• RECORDS PROVIDED:
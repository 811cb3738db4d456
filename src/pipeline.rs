//! Frame Pipeline - Single Entry Point
//!
//! Looks up the template, loads its artwork and composes. Every framed code
//! goes through [`FramePipeline::compose`]; nothing else touches the
//! compositor with catalog data.

use serde::{Deserialize, Serialize};
use std::sync::Arc;
use thiserror::Error;

use crate::artwork::{ArtworkError, ArtworkLoader};
use crate::barcode::{render_qr_svg, BarcodeError};
use crate::compositor::{ComposeError, Compositor};
use crate::geometry::Placement;
use crate::hashing::{compute_job_hash, sha256_hex};
use crate::sizing::{advise_source_size, SizingProfile};
use crate::templates::{CatalogError, TemplateCatalog, TemplateDescriptor};
use crate::ENGINE_VERSION;

#[derive(Debug, Error)]
pub enum PipelineError {
    #[error(transparent)]
    Catalog(#[from] CatalogError),

    #[error(transparent)]
    Artwork(#[from] ArtworkError),

    #[error(transparent)]
    Compose(#[from] ComposeError),

    #[error(transparent)]
    Barcode(#[from] BarcodeError),

    #[error("Serialization error: {0}")]
    Serialization(#[from] serde_json::Error),
}

impl PipelineError {
    /// True when the template id was not in the catalog.
    pub fn is_not_found(&self) -> bool {
        matches!(self, PipelineError::Catalog(CatalogError::NotFound(_)))
    }
}

#[derive(Debug, Clone, Serialize, Deserialize)]
pub struct ComposeRequest {
    pub template_id: String,
    /// Barcode art produced by the caller, as SVG markup.
    pub source_svg: String,
}

/// A composed frame plus what is needed to reproduce or verify it.
#[derive(Debug, Clone, Serialize, Deserialize)]
pub struct ComposedAsset {
    pub template_id: String,
    pub engine_version: String,
    pub markup: String,
    /// SHA-256 of `markup`.
    pub markup_hash: String,
    pub job_hash: String,
    pub placement: Placement,
    pub marker_replaced: bool,
}

/// The frame pipeline - catalog, artwork and compositor wired together
pub struct FramePipeline {
    catalog: Arc<TemplateCatalog>,
    loader: Box<dyn ArtworkLoader>,
    compositor: Compositor,
}

impl FramePipeline {
    pub fn new(catalog: Arc<TemplateCatalog>, loader: Box<dyn ArtworkLoader>) -> Self {
        Self {
            catalog,
            loader,
            compositor: Compositor::new(),
        }
    }

    /// Use a compositor configured with a different marker id.
    pub fn with_compositor(mut self, compositor: Compositor) -> Self {
        self.compositor = compositor;
        self
    }

    pub fn catalog(&self) -> &TemplateCatalog {
        &self.catalog
    }

    /// List all available templates
    pub fn list_templates(&self) -> &[TemplateDescriptor] {
        self.catalog.list()
    }

    pub fn templates_in_category(&self, category: &str) -> Vec<&TemplateDescriptor> {
        self.catalog.list_by_category(category)
    }

    /// Get a specific template
    pub fn get_template(&self, id: &str) -> Result<&TemplateDescriptor, PipelineError> {
        Ok(self.catalog.get(id)?)
    }

    /// Resolution to render the barcode at before composing into `template_id`.
    pub fn advise(&self, template_id: &str, profile: SizingProfile) -> Result<u32, PipelineError> {
        let descriptor = self.catalog.get(template_id)?;
        Ok(advise_source_size(descriptor, profile))
    }

    /// Compose caller-supplied barcode art into a template's artwork.
    pub fn compose(&self, request: &ComposeRequest) -> Result<ComposedAsset, PipelineError> {
        let span = tracing::info_span!("compose", template = %request.template_id);
        let _enter = span.enter();

        let descriptor = self.catalog.get(&request.template_id)?;
        let artwork = self.loader.load(&descriptor.asset_ref)?;
        let composed = self
            .compositor
            .compose_markup(&request.source_svg, &artwork, descriptor)?;

        let job_hash = compute_job_hash(
            &descriptor.id,
            descriptor,
            &request.source_svg,
            ENGINE_VERSION,
        )?;

        tracing::info!(
            marker = composed.marker_replaced,
            bytes = composed.markup.len(),
            "frame composed"
        );

        Ok(ComposedAsset {
            template_id: descriptor.id.clone(),
            engine_version: ENGINE_VERSION.to_string(),
            markup_hash: sha256_hex(composed.markup.as_bytes()),
            markup: composed.markup,
            job_hash,
            placement: composed.placement,
            marker_replaced: composed.marker_replaced,
        })
    }

    /// Render `data` as a QR code at the advised resolution and compose it.
    pub fn compose_qr(
        &self,
        template_id: &str,
        data: &str,
        profile: SizingProfile,
    ) -> Result<ComposedAsset, PipelineError> {
        let size = self.advise(template_id, profile)?;
        let source_svg = render_qr_svg(data, size)?;
        self.compose(&ComposeRequest {
            template_id: template_id.to_string(),
            source_svg,
        })
    }
}

impl std::fmt::Debug for FramePipeline {
    fn fmt(&self, f: &mut std::fmt::Formatter<'_>) -> std::fmt::Result {
        f.debug_struct("FramePipeline")
            .field("templates", &self.catalog.len())
            .field("compositor", &self.compositor)
            .finish_non_exhaustive()
    }
}
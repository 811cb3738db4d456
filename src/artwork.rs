//! Artwork Loader - raw frame markup by asset reference
//!
//! Adapters only fetch text. They never touch the markup, so composition
//! output is the same whichever adapter served the artwork.

use parking_lot::RwLock;
use std::collections::HashMap;
use std::fs;
use std::path::{Path, PathBuf};
use std::sync::Arc;
use std::time::Duration;
use thiserror::Error;

pub const DEFAULT_HTTP_TIMEOUT: Duration = Duration::from_secs(10);

#[derive(Debug, Error)]
pub enum ArtworkError {
    #[error("Invalid asset reference {asset_ref:?}: {reason}")]
    InvalidRef { asset_ref: String, reason: &'static str },

    #[error("Failed to read artwork {asset_ref}: {source}")]
    Io {
        asset_ref: String,
        #[source]
        source: std::io::Error,
    },

    #[error("Failed to fetch artwork {asset_ref}: {source}")]
    Http {
        asset_ref: String,
        #[source]
        source: reqwest::Error,
    },

    #[error("Artwork {asset_ref} returned HTTP {status}")]
    Status { asset_ref: String, status: u16 },
}

/// Resolves an `assetRef` from the template catalog to raw SVG markup.
pub trait ArtworkLoader: Send + Sync {
    fn load(&self, asset_ref: &str) -> Result<String, ArtworkError>;
}

impl<L: ArtworkLoader + ?Sized> ArtworkLoader for Arc<L> {
    fn load(&self, asset_ref: &str) -> Result<String, ArtworkError> {
        (**self).load(asset_ref)
    }
}

impl<L: ArtworkLoader + ?Sized> ArtworkLoader for Box<L> {
    fn load(&self, asset_ref: &str) -> Result<String, ArtworkError> {
        (**self).load(asset_ref)
    }
}

/// Normalize a catalog asset reference: `/` separators, no `.` segments,
/// never absolute and never escaping upwards with `..`.
pub fn normalize_asset_ref(asset_ref: &str) -> Result<String, ArtworkError> {
    let invalid = |reason| ArtworkError::InvalidRef {
        asset_ref: asset_ref.to_string(),
        reason,
    };

    let s = asset_ref.replace('\\', "/");
    if s.starts_with('/') {
        return Err(invalid("must be relative"));
    }

    let mut parts = Vec::new();
    for part in s.split('/') {
        match part {
            "" | "." => continue,
            ".." => return Err(invalid("must not contain '..'")),
            _ => parts.push(part),
        }
    }
    if parts.is_empty() {
        return Err(invalid("must name a file"));
    }
    if parts[0].contains(':') {
        return Err(invalid("must not carry a scheme or drive"));
    }

    Ok(parts.join("/"))
}

/// Reads artwork from a local directory (the server-side adapter).
#[derive(Debug, Clone)]
pub struct FsArtworkLoader {
    root: PathBuf,
}

impl FsArtworkLoader {
    pub fn new(root: impl Into<PathBuf>) -> Self {
        Self { root: root.into() }
    }

    pub fn root(&self) -> &Path {
        &self.root
    }
}

impl ArtworkLoader for FsArtworkLoader {
    fn load(&self, asset_ref: &str) -> Result<String, ArtworkError> {
        let rel = normalize_asset_ref(asset_ref)?;
        let path = self.root.join(&rel);
        tracing::debug!(path = %path.display(), "reading artwork");
        fs::read_to_string(&path).map_err(|source| ArtworkError::Io {
            asset_ref: asset_ref.to_string(),
            source,
        })
    }
}

/// Fetches artwork relative to a base URL (the client-side adapter).
#[derive(Debug, Clone)]
pub struct HttpArtworkLoader {
    base_url: reqwest::Url,
    client: reqwest::blocking::Client,
}

impl HttpArtworkLoader {
    pub fn new(base_url: &str) -> Result<Self, ArtworkError> {
        Self::with_timeout(base_url, DEFAULT_HTTP_TIMEOUT)
    }

    pub fn with_timeout(base_url: &str, timeout: Duration) -> Result<Self, ArtworkError> {
        // Without a trailing slash `Url::join` would replace the last segment.
        let mut base = base_url.to_string();
        if !base.ends_with('/') {
            base.push('/');
        }
        let base_url = reqwest::Url::parse(&base).map_err(|_| ArtworkError::InvalidRef {
            asset_ref: base_url.to_string(),
            reason: "base URL does not parse",
        })?;
        let client = reqwest::blocking::Client::builder()
            .timeout(timeout)
            .build()
            .map_err(|source| ArtworkError::Http {
                asset_ref: base_url.to_string(),
                source,
            })?;
        Ok(Self { base_url, client })
    }

    /// Absolute URL an asset reference resolves to.
    pub fn url_for(&self, asset_ref: &str) -> Result<reqwest::Url, ArtworkError> {
        let rel = normalize_asset_ref(asset_ref)?;
        self.base_url.join(&rel).map_err(|_| ArtworkError::InvalidRef {
            asset_ref: asset_ref.to_string(),
            reason: "does not form a valid URL",
        })
    }
}

impl ArtworkLoader for HttpArtworkLoader {
    fn load(&self, asset_ref: &str) -> Result<String, ArtworkError> {
        let url = self.url_for(asset_ref)?;
        tracing::debug!(%url, "fetching artwork");

        let http_err = |source| ArtworkError::Http {
            asset_ref: asset_ref.to_string(),
            source,
        };
        let response = self.client.get(url).send().map_err(http_err)?;
        let status = response.status();
        if !status.is_success() {
            return Err(ArtworkError::Status {
                asset_ref: asset_ref.to_string(),
                status: status.as_u16(),
            });
        }
        response.text().map_err(http_err)
    }
}

/// Memoizes successful loads per asset reference. Artwork is immutable for
/// the life of a deployment, so entries never expire. Failures are not cached.
#[derive(Debug)]
pub struct CachingLoader<L> {
    inner: L,
    cache: RwLock<HashMap<String, Arc<str>>>,
}

impl<L: ArtworkLoader> CachingLoader<L> {
    pub fn new(inner: L) -> Self {
        Self {
            inner,
            cache: RwLock::new(HashMap::new()),
        }
    }

    pub fn cached_len(&self) -> usize {
        self.cache.read().len()
    }
}

impl<L: ArtworkLoader> ArtworkLoader for CachingLoader<L> {
    fn load(&self, asset_ref: &str) -> Result<String, ArtworkError> {
        if let Some(hit) = self.cache.read().get(asset_ref) {
            return Ok(hit.to_string());
        }

        let markup = self.inner.load(asset_ref)?;
        self.cache
            .write()
            .entry(asset_ref.to_string())
            .or_insert_with(|| Arc::from(markup.as_str()));
        Ok(markup)
    }
}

• PROBLEM DETAILS:
Scan the material above. Copy each line that holds the word "never".

• EXERCISE OUTPUT:
//! Adapters only fetch text. They never touch the markup, so composition
/// never absolute and never escaping upwards with `..`.
/// the life of a deployment, so entries never expire. Failures are not cached.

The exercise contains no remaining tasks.